Dirty Boots

Pixabay

Pixabay

The sun is here and the trees are a bloom. Spring has entered, and is making its presence known on my small island. In a way, we have been sheltered in our rural community that is usually filled with tourism this time of year, as the Covid epidemic is and has been keeping people home and staying safe. Less tourists and locals alike are on the roads, in the cafes, and at the stores. Still, there is an obvious bustle of bicyclists and ferry traffic, though it does not seem to be overwhelming. I too am emerging from a difficult time, as I am cresting a coming out and concluding a transition that I have been immersed in for almost five years. I originally left work in 2016, though continued to pursue a small amount of volunteering at my local Library. As my journey and my transition progressed, however, I had to give up on volunteering. I have been in and out of episodes, and in a constant meds adjustment for most of 2017 through Spring of 2021. My psychiatrist has put me on a new medication that is now added to my original cocktail that I started post major episode, 2016, when I left work. I have also been on and off of an antipsychotic called perphenazine, that though originally worked miraculously and was much needed in spring of 2016 and incredibly helpful during the medium episodes that followed over these last several years; I am happy to be hopefully transitioned somewhat permanently off of said drug. Though perphenazine works a sort of miracle on the dopamine receptors, it also has very negative side effects, specifically concerning speech, and I have found that as I developed difficulty with speech, this ultimately caused difficulty with my thinking. This is because, as I form words with my mouth, this action instructs my mind what I am saying and thinking. As challenges arose with forming words and sounds correctly, it negatively effected my thought processes. Verbal dysarthria ultimately challenged my thinking. Drugs that treat psychosis acutely, share this negative side effect over time, which leads to belief that they should be used only temporarily. Sometimes as patients and doctors, we can only work with what medicine is offered in our current times. I hope that research will continue in the brain science field concerning the development of life-saving medications for the mentally ill.

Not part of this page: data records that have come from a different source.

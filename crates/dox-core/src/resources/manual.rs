//! `manual://` resources: listing and text renditions of stored manuals and
//! templates.

use super::{ResourceContent, ResourceDescriptor};
use crate::assembly::MULTI_SPORT;
use crate::error::{DoxError, Result};
use crate::store::PolicyStore;
use crate::templates::{builtin_templates, stored_templates, ManualTemplate};
use crate::types::{ManualDescriptor, Policy, TemplateConfig};
use std::fmt::{self, Write as _};

pub const MANUAL_SCHEME: &str = "manual://";
const TEMPLATE_SEGMENT: &str = "template/";

/// Maximum number of generated manuals listed.
pub const RECENT_MANUAL_LIMIT: usize = 50;

/// Parsed `manual://` URI.
#[derive(Debug, Clone, PartialEq, Eq)]
pub enum ManualUri {
    /// `manual://{id}`
    Manual(String),
    /// `manual://template/{id}`
    Template(String),
}

impl ManualUri {
    /// # Errors
    ///
    /// Returns [`DoxError::InvalidParams`] for another scheme or an empty id.
    pub fn parse(uri: &str) -> Result<Self> {
        let invalid = || DoxError::InvalidParams(format!("Invalid manual URI format: {uri}"));
        let rest = uri.strip_prefix(MANUAL_SCHEME).ok_or_else(invalid)?;
        let parsed = match rest.strip_prefix(TEMPLATE_SEGMENT) {
            Some(id) => Self::Template(id.to_string()),
            None => Self::Manual(rest.to_string()),
        };
        if parsed.id().is_empty() {
            return Err(invalid());
        }
        Ok(parsed)
    }

    #[must_use]
    pub fn id(&self) -> &str {
        match self {
            Self::Manual(id) | Self::Template(id) => id,
        }
    }
}

impl fmt::Display for ManualUri {
    fn fmt(&self, f: &mut fmt::Formatter<'_>) -> fmt::Result {
        match self {
            Self::Manual(id) => write!(f, "{MANUAL_SCHEME}{id}"),
            Self::Template(id) => write!(f, "{MANUAL_SCHEME}{TEMPLATE_SEGMENT}{id}"),
        }
    }
}

/// Recent complete manuals, newest first, then stored templates by title.
///
/// # Errors
///
/// Propagates store failures.
pub fn list_manual_resources(store: &dyn PolicyStore) -> Result<Vec<ResourceDescriptor>> {
    let mut manuals: Vec<ManualDescriptor> = store
        .list_manuals()?
        .into_iter()
        .filter(|m| !m.is_template && m.is_visible())
        .collect();
    manuals.sort_by(|a, b| b.created_at.cmp(&a.created_at));
    manuals.truncate(RECENT_MANUAL_LIMIT);

    let mut resources: Vec<ResourceDescriptor> = manuals
        .into_iter()
        .map(|m| {
            let description = m.description.unwrap_or_else(|| {
                format!("Manual created on {}", m.created_at.format("%-m/%-d/%Y"))
            });
            ResourceDescriptor::text(ManualUri::Manual(m.id).to_string(), m.title, description)
        })
        .collect();

    resources.extend(stored_templates(store)?.into_iter().map(|t| {
        ResourceDescriptor::text(
            ManualUri::Template(t.id).to_string(),
            format!("Template: {}", t.title),
            t.description
                .unwrap_or_else(|| "Manual template".to_string()),
        )
    }));

    Ok(resources)
}

/// Read a manual or template resource.
///
/// # Errors
///
/// Returns [`DoxError::NotFound`] for unknown or pending manuals and unknown
/// templates, plus store failures.
pub fn read_manual_resource(store: &dyn PolicyStore, uri: &ManualUri) -> Result<ResourceContent> {
    let text = match uri {
        ManualUri::Manual(id) => read_manual(store, id)?,
        ManualUri::Template(id) => format_template(&find_template(store, id)?),
    };
    Ok(ResourceContent::text(uri.to_string(), text))
}

fn find_template(store: &dyn PolicyStore, id: &str) -> Result<ManualTemplate> {
    if let Some(template) = builtin_templates().into_iter().find(|t| t.id == id) {
        return Ok(template);
    }
    stored_templates(store)?
        .into_iter()
        .find(|t| t.id == id)
        .map(ManualTemplate::from)
        .ok_or_else(|| DoxError::not_found("Template", id))
}

fn read_manual(store: &dyn PolicyStore, id: &str) -> Result<String> {
    let manual = store
        .get_manual(id)?
        .filter(|m| !m.is_template && m.is_visible())
        .ok_or_else(|| DoxError::not_found("Manual", id))?;

    let sport_name = match manual.sport_id {
        Some(sport_id) => store.get_sport(sport_id)?.map(|s| s.name),
        None => None,
    };

    // sections keyed by title in first-seen order
    let mut sections: Vec<(String, Vec<Policy>)> = Vec::new();
    for section in store.manual_sections(id)? {
        let Some(policy) = store.get_policy(&section.policy_id)? else {
            continue;
        };
        let title = if section.section_title.is_empty() {
            policy.category.as_str().to_string()
        } else {
            section.section_title
        };
        match sections.iter_mut().find(|(t, _)| *t == title) {
            Some((_, policies)) => policies.push(policy),
            None => sections.push((title, vec![policy])),
        }
    }

    Ok(format_manual(&manual, sport_name.as_deref(), &sections))
}

/// Markdown rendition of a stored manual.
#[must_use]
pub fn format_manual(
    manual: &ManualDescriptor,
    sport_name: Option<&str>,
    sections: &[(String, Vec<Policy>)],
) -> String {
    let total: usize = sections.iter().map(|(_, p)| p.len()).sum();
    let mut out = String::new();

    let _ = write!(
        out,
        "# {}\n\n**Sport:** {}  \n**Created:** {}  \n**Total Policies:** {}\n\n",
        manual.title,
        sport_name.unwrap_or(MULTI_SPORT),
        manual.created_at.format("%-m/%-d/%Y"),
        total
    );
    let _ = write!(
        out,
        "## Description\n{}\n\n## Table of Contents\n",
        manual
            .description
            .as_deref()
            .unwrap_or("No description available")
    );
    for (i, (title, policies)) in sections.iter().enumerate() {
        let _ = writeln!(out, "{}. {} ({} policies)", i + 1, title, policies.len());
    }
    out.push_str("\n---\n\n");

    for (title, policies) in sections {
        let _ = write!(out, "## {title}\n\n");
        for policy in policies {
            let _ = write!(
                out,
                "### {}\n**Policy Number:** {}\n\n{}\n\n#### Content\n{}\n\n---\n\n",
                policy.title,
                policy.policy_number,
                policy.summary.as_deref().unwrap_or("No summary available"),
                policy.content_text
            );
        }
    }
    out
}

/// Markdown description of a template and its configuration.
#[must_use]
pub fn format_template(template: &ManualTemplate) -> String {
    let config = serde_json::to_string_pretty(&template.template_config)
        .unwrap_or_else(|_| String::from("{}"));
    format!(
        "# Manual Template: {title}\n\n\
         ## Description\n{description}\n\n\
         ## Template Configuration\n```json\n{config}\n```\n\n\
         ## Usage\n\
         This template can be used when generating manuals to apply consistent formatting and structure.\n\n\
         ### Configuration Options:\n{options}\n\n\
         ---\n*Template ID: {id}*",
        title = template.title,
        description = template
            .description
            .as_deref()
            .unwrap_or("No description available"),
        options = format_template_options(&template.template_config),
        id = template.id,
    )
}

fn format_template_options(config: &TemplateConfig) -> String {
    let yes_no = |flag: bool| if flag { "Yes" } else { "No" };
    let mut options = String::new();
    if let Some(toc) = config.include_toc {
        let _ = writeln!(options, "- **Include Table of Contents:** {}", yes_no(toc));
    }
    if let Some(index) = config.include_index {
        let _ = writeln!(options, "- **Include Index:** {}", yes_no(index));
    }
    if let Some(style) = &config.style {
        let _ = writeln!(options, "- **Style:** {style}");
    }
    if let Some(categories) = &config.categories {
        let tags: Vec<&str> = categories.iter().map(|c| c.as_str()).collect();
        let _ = writeln!(options, "- **Default Categories:** {}", tags.join(", "));
    }
    if options.is_empty() {
        String::from("Standard configuration")
    } else {
        options
    }
}

#[cfg(test)]
mod tests {
    use super::*;
    use crate::types::{PolicyCategory, PolicyNumber};
    use chrono::{TimeZone, Utc};

    #[test]
    fn test_parse_uris() {
        assert_eq!(
            ManualUri::parse("manual://abc").unwrap(),
            ManualUri::Manual("abc".to_string())
        );
        assert_eq!(
            ManualUri::parse("manual://template/default").unwrap(),
            ManualUri::Template("default".to_string())
        );
        assert_eq!(
            ManualUri::parse("manual://template/x").unwrap().to_string(),
            "manual://template/x"
        );
    }

    #[test]
    fn test_malformed_uris() {
        for uri in ["manual://", "manual://template/", "policy://1", "MANUAL://abc", ""] {
            let err = ManualUri::parse(uri).unwrap_err();
            assert!(matches!(err, DoxError::InvalidParams(_)), "{uri}");
        }
    }

    #[test]
    fn test_format_manual() {
        let manual = ManualDescriptor {
            id: "m1".to_string(),
            title: "Baseball Manual".to_string(),
            description: None,
            sport_id: None,
            is_template: false,
            template_config: TemplateConfig::default(),
            status: crate::types::ManualStatus::Complete,
            created_at: Utc.with_ymd_and_hms(2026, 2, 3, 0, 0, 0).unwrap(),
        };
        let policy = Policy::new(
            "p1",
            PolicyNumber::parse("BSB-OFF-001").unwrap(),
            "Umpires",
            PolicyCategory::Officiating,
            "Umpires report early.",
        );
        let text = format_manual(
            &manual,
            None,
            &[("officiating".to_string(), vec![policy])],
        );
        assert!(text.starts_with("# Baseball Manual\n"));
        assert!(text.contains("**Sport:** Multi-Sport"));
        assert!(text.contains("**Created:** 2/3/2026"));
        assert!(text.contains("No description available"));
        assert!(text.contains("1. officiating (1 policies)"));
        assert!(text.contains("**Policy Number:** BSB-OFF-001"));
        assert!(text.contains("No summary available"));
        assert!(text.contains("#### Content\nUmpires report early."));
    }

    #[test]
    fn test_format_template() {
        let template = builtin_templates().remove(1);
        let text = format_template(&template);
        assert!(text.starts_with("# Manual Template: Compact Manual"));
        assert!(text.contains("- **Include Table of Contents:** No"));
        assert!(text.contains("- **Style:** compact"));
        assert!(text.contains("\"include_toc\": false"));
        assert!(text.ends_with("*Template ID: compact*"));
    }
}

I am grateful for science in regards to my mental health and recovery. I am grateful also for achieving sobriety, which aids not just my medications working properly, but also the behavioral aspect of my recovery. I have been working on eradicating alcohol from my life ever since I have been experiencing menopausal schizoaffective disorder, and have hit the breaking point for the life-transformation of being full-time retired. Stopping drinking in complete abstinence, has not been as easy as I thought it would be. Turns out, I was using alcohol to cope with the development of behavioral issues that resulted from living with mental illness. I have found, though I drank very little over these last five years, that I very much need a sponsor and daily recovery meetings to keep me on a sobriety track. Alcohol is therapeutic, albeit disabling in its own way. I have had to learn about my self, my life, and my spirituality, as I emotionally put to death the maiden inside of me. Turns out, I am an aging woman, and also a trans man. Being trans never worked its way into my life definition and experience, because I had learned to perpetuate the denial of my gentle personal voice, body, and identity, through the severe struggle of schizoaffective disorder, while using alcohol to keep myself on an repressive path in life. Turns out, while denying my illness, I developed an ability to deny my true self. I used alcohol in order to try and fit into a mold that I thought was needed, as a young woman. Now that I am forty-two, I see that listening to these gentle voices of both flesh and spirit are consequential for my success as an artist, friend, wife, daughter, aunt, writer, and bisexual transexual. It has been a long transition, that has resulted in many difficult medications adjustments, giving up on capable moments such as off-island trips or any sort of traveling, giving up on work, and learning to let it all go while sitting in the woods or on the beach, all the while developing a lot of patience for what my body and illness are trying to teach me. 

Solitude, sobriety, quietude, rest, and patience. These are words that have helped me monumentally on the self-aware journey of accepting “dirty boots”, while questing true sobriety of spirit and balanced sanity. My gift, my glass slippers, are very real. Boots, I must wear, however, if I am to admit a sense of normalcy and recovery. Through embracing my specialness, I also am finding the gift of ordinariness. I am proud to say that, as I embark on this new leg of life, that I finally made it to the store to purchase a pair of protective boots. I only pray that I will be blessed with more time in order to give them a little wear and to acquire some dirt.